Google and DeepMind have unveiled VaultGemma, a one-billion-parameter Artificial Intelligence language model built from scratch with differential privacy. The teams describe VaultGemma as the largest open-source model of its kind and say it is available for free on Hugging Face and Kaggle. The model is positioned for research and practical deployments in sensitive areas such as healthcare and finance, where keeping training and user data private is a primary concern.
VaultGemma runs on Googleu2019s Gemma architecture and uses Multi-Query Attention with a 1,024-token context window, a configuration intended to balance inference speed with privacy protections. Training was conducted across 2,048 TPUv6e chips and followed new privacy scaling rules. According to the teams, the training process matched predicted accuracy targets while preserving stronger privacy guarantees than models that apply privacy measures only after pre-training.
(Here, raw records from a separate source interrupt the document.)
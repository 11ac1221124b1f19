//! Store traits and their implementations.

mod dynamo;
mod memory;

pub use dynamo::{DynamoProjects, DynamoUsage, dynamo_client, init_tables};
pub use memory::{MemoryProjects, MemoryUsage};

use crate::db::errors::Result;
use crate::db::models::projects::{Project, ProjectUpdate};
use crate::db::models::usage::{UsageDelta, UsageRecord};
use crate::types::ProjectId;
use chrono::{DateTime, Utc};

/// Outcome of adding an email to a project's share list.
#[derive(Debug, Clone, Copy, PartialEq, Eq)]
pub enum ShareOutcome {
    Shared,
    AlreadyShared,
}

/// Data access for project documents.
#[async_trait::async_trait]
pub trait ProjectStore: Send + Sync {
    /// Persist a freshly created project document.
    async fn create(&self, project: &Project) -> Result<()>;

    /// Fetch a project by id.
    async fn get(&self, id: ProjectId) -> Result<Option<Project>>;

    /// Replace the mutable fields of a project and return the stored document.
    /// Last write wins; there is no version check.
    async fn update(
        &self,
        id: ProjectId,
        update: ProjectUpdate,
        updated_at: DateTime<Utc>,
    ) -> Result<Project>;

    /// Delete a project. Deleting a missing project is not an error.
    async fn delete(&self, id: ProjectId) -> Result<()>;

    /// All projects created by the given user.
    async fn list_by_owner(&self, user_id: &str) -> Result<Vec<Project>>;

    /// All projects whose share list contains the given email.
    async fn list_shared_with(&self, email: &str) -> Result<Vec<Project>>;

    /// Append an email to a project's share list, once.
    async fn share(&self, id: ProjectId, email: &str) -> Result<ShareOutcome>;
}

/// Data access for monthly usage counters.
#[async_trait::async_trait]
pub trait UsageStore: Send + Sync {
    /// Read the counters under (pk, sk), if the record exists.
    async fn fetch(&self, pk: &str, sk: &str) -> Result<Option<UsageRecord>>;

    /// Atomically add the delta to the counters under (pk, sk), creating the
    /// record if it does not exist (upsert-by-increment).
    async fn add(&self, pk: &str, sk: &str, delta: UsageDelta) -> Result<()>;
}
//! Request/response shapes for the project endpoints.

use crate::db::models::projects::Project;
use crate::registry::ModelMetadata;
use serde::{Deserialize, Serialize};
use std::collections::BTreeMap;
use utoipa::ToSchema;

/// A project together with the registry metadata the UI renders next to it.
#[derive(Debug, Clone, Serialize, ToSchema)]
pub struct ProjectWithMetadata {
    #[serde(flatten)]
    pub project: Project,
    pub metadata: BTreeMap<String, ModelMetadata>,
}

/// Body of `POST /projects/{project_id}/share`.
#[derive(Debug, Clone, Deserialize, ToSchema)]
#[serde(rename_all = "camelCase")]
pub struct ShareRequest {
    pub user_email: String,
}

/// Outcome message for a share request.
#[derive(Debug, Clone, Serialize, ToSchema)]
pub struct ShareResponse {
    pub message: String,
}

/// Body of `POST /projects/{project_id}/optimize-prompt`.
#[derive(Debug, Clone, Deserialize, ToSchema)]
#[serde(rename_all = "camelCase")]
pub struct OptimizeRequest {
    /// Display name of the model configuration to generate glue code for
    pub selected_config: String,
}

/// Generated glue code for the selected model configuration.
#[derive(Debug, Clone, Serialize, ToSchema)]
#[serde(rename_all = "camelCase")]
pub struct OptimizeResponse {
    pub input_code: String,
}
On standard benchmarks such as ARC-C and TriviaQA, VaultGemma scores roughly on par with non-private models from five years ago, a performance level described as solid though not state of the art. The crucial distinction is that VaultGemma bakes differential privacy into pre-training rather than applying it only at the end, reducing the risk of memorizing or leaking training data. Google and DeepMind frame the release as a new standard for privacy-first Artificial Intelligence models that could be especially valuable for developers and organizations that must meet strict data protection requirements.